WHAT YOU SHOULD DO – On how many lines of the records below does the string "closed" appear? Reply with only the number.

RECORDED DATA –
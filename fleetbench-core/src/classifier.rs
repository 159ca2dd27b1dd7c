// Licensed to the Apache Software Foundation (ASF) under one
// or more contributor license agreements.  See the NOTICE file
// distributed with this work for additional information
// regarding copyright ownership.  The ASF licenses this file
// to you under the Apache License, Version 2.0 (the
// "License"); you may not use this file except in compliance
// with the License.  You may obtain a copy of the License at
//
//   http://www.apache.org/licenses/LICENSE-2.0
//
// Unless required by applicable law or agreed to in writing,
// software distributed under the License is distributed on an
// "AS IS" BASIS, WITHOUT WARRANTIES OR CONDITIONS OF ANY
// KIND, either express or implied.  See the License for the
// specific language governing permissions and limitations
// under the License.

//! Failure classification and retry policy (spec.md section 4.8 / 7).
//!
//! All string-matching against provider error messages lives in `classify`.
//! Nothing else in the crate should match on error text.

use std::time::Duration;

/// The closed set of failure categories a job can terminate with.
#[derive(Debug, Clone, Copy, PartialEq, Eq, Hash)]
pub enum Classification {
    Quota,
    Capacity,
    Infrastructure,
    Benchmark,
    Timeout,
    Validation,
}

/// Shape of the retry behavior for one classification. Backoff is
/// exponential with full jitter, base/factor/cap as given.
#[derive(Debug, Clone, Copy)]
pub struct RetryPolicy {
    pub max_attempts: u32,
    pub base_backoff: Duration,
    pub factor: f64,
    pub cap: Duration,
    /// Retry only after the current window has rolled over (quota classification).
    pub wait_for_window_rollover: bool,
}

impl Classification {
    /// Retry policy per spec.md section 4.8 / 7. Quota's retry count is not
    /// documented in the distilled spec (section 9 "open question"); this
    /// implementation resolves it to a single retry after the next window
    /// boundary, since the source material only describes "loops with skip".
    pub fn retry_policy(&self) -> RetryPolicy {
        match self {
            Classification::Quota => RetryPolicy {
                max_attempts: 1,
                base_backoff: Duration::from_secs(30),
                factor: 2.0,
                cap: Duration::from_secs(15 * 60),
                wait_for_window_rollover: true,
            },
            Classification::Capacity => RetryPolicy {
                max_attempts: 3,
                base_backoff: Duration::from_secs(120),
                factor: 2.0,
                cap: Duration::from_secs(15 * 60),
                wait_for_window_rollover: false,
            },
            Classification::Infrastructure => RetryPolicy {
                max_attempts: 5,
                base_backoff: Duration::from_secs(30),
                factor: 2.0,
                cap: Duration::from_secs(15 * 60),
                wait_for_window_rollover: false,
            },
            Classification::Benchmark => RetryPolicy {
                max_attempts: 0,
                base_backoff: Duration::from_secs(0),
                factor: 1.0,
                cap: Duration::from_secs(0),
                wait_for_window_rollover: false,
            },
            Classification::Timeout => RetryPolicy {
                max_attempts: 2,
                base_backoff: Duration::from_secs(30),
                factor: 2.0,
                cap: Duration::from_secs(15 * 60),
                wait_for_window_rollover: false,
            },
            Classification::Validation => RetryPolicy {
                max_attempts: 1,
                base_backoff: Duration::from_secs(30),
                factor: 2.0,
                cap: Duration::from_secs(15 * 60),
                wait_for_window_rollover: false,
            },
        }
    }
}

/// Backoff for attempt `n` (0-indexed), full jitter: `uniform(0, min(cap, base * factor^n))`.
pub fn backoff_duration(policy: &RetryPolicy, attempt: u32, jitter: f64) -> Duration {
    debug_assert!((0.0..1.0).contains(&jitter));
    let scaled = policy.base_backoff.as_secs_f64() * policy.factor.powi(attempt as i32);
    let bounded = scaled.min(policy.cap.as_secs_f64());
    Duration::from_secs_f64(bounded * jitter)
}

/// A raw error observation from the Launcher or Collector, prior to
/// classification. `payload_exit_code` is only populated once a sentinel's
/// `ExecutionReport` has been fetched.
#[derive(Debug, Clone, Default)]
pub struct RawError {
    pub message: String,
    pub payload_exit_code: Option<i32>,
    pub sentinel_observed: bool,
    pub insufficient_samples: bool,
    pub cv_above_hard_threshold: bool,
}

/// Classify a raw error into one of the six closed categories. First match
/// wins, per spec.md section 4.8.
pub fn classify(err: &RawError) -> Classification {
    let lower = err.message.to_lowercase();

    if contains_any(&lower, &["capacity", "insufficientinstancecapacity", "no capacity"]) {
        return Classification::Capacity;
    }
    if contains_any(&lower, &["quota", "limit exceeded", "rate limit", "throttl"]) {
        return Classification::Quota;
    }
    if contains_any(
        &lower,
        &["dns", "connection reset", "timed out connecting", "5xx", "network", "transport"],
    ) {
        return Classification::Infrastructure;
    }
    if let Some(code) = err.payload_exit_code {
        if code != 0 && contains_any(&lower, &["compile", "link", "command not found", "no such file"]) {
            return Classification::Benchmark;
        }
    }
    if !err.sentinel_observed {
        return Classification::Timeout;
    }
    if err.insufficient_samples || err.cv_above_hard_threshold {
        return Classification::Validation;
    }
    if let Some(code) = err.payload_exit_code {
        if code != 0 {
            return Classification::Benchmark;
        }
    }
    Classification::Infrastructure
}

fn contains_any(haystack: &str, needles: &[&str]) -> bool {
    needles.iter().any(|n| haystack.contains(n))
}

#[cfg(test)]
mod tests {
    use super::*;

    #[test]
    fn classifies_capacity_first() {
        let err = RawError {
            message: "InsufficientInstanceCapacity: no capacity in az".into(),
            sentinel_observed: true,
            ..Default::default()
        };
        assert_eq!(classify(&err), Classification::Capacity);
    }

    #[test]
    fn classifies_quota() {
        let err = RawError {
            message: "RequestLimitExceeded: quota for family m7i reached".into(),
            sentinel_observed: true,
            ..Default::default()
        };
        assert_eq!(classify(&err), Classification::Quota);
    }

    #[test]
    fn classifies_infrastructure() {
        let err = RawError {
            message: "dns resolution failed for endpoint".into(),
            sentinel_observed: true,
            ..Default::default()
        };
        assert_eq!(classify(&err), Classification::Infrastructure);
    }

    #[test]
    fn classifies_benchmark_compile_error() {
        let err = RawError {
            message: "gcc: command not found".into(),
            payload_exit_code: Some(127),
            sentinel_observed: true,
            ..Default::default()
        };
        assert_eq!(classify(&err), Classification::Benchmark);
    }

    #[test]
    fn classifies_timeout_when_no_sentinel() {
        let err = RawError {
            message: "no sentinel observed before deadline".into(),
            sentinel_observed: false,
            ..Default::default()
        };
        assert_eq!(classify(&err), Classification::Timeout);
    }

    #[test]
    fn classifies_validation() {
        let err = RawError {
            message: "aggregation gate failed".into(),
            sentinel_observed: true,
            insufficient_samples: true,
            ..Default::default()
        };
        assert_eq!(classify(&err), Classification::Validation);
    }

    #[test]
    fn benchmark_never_retries() {
        assert_eq!(Classification::Benchmark.retry_policy().max_attempts, 0);
    }

    #[test]
    fn backoff_respects_cap() {
        let policy = Classification::Infrastructure.retry_policy();
        let d = backoff_duration(&policy, 20, 1.0);
        assert_eq!(d, policy.cap);
    }
}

YOUR RESPONSE – 2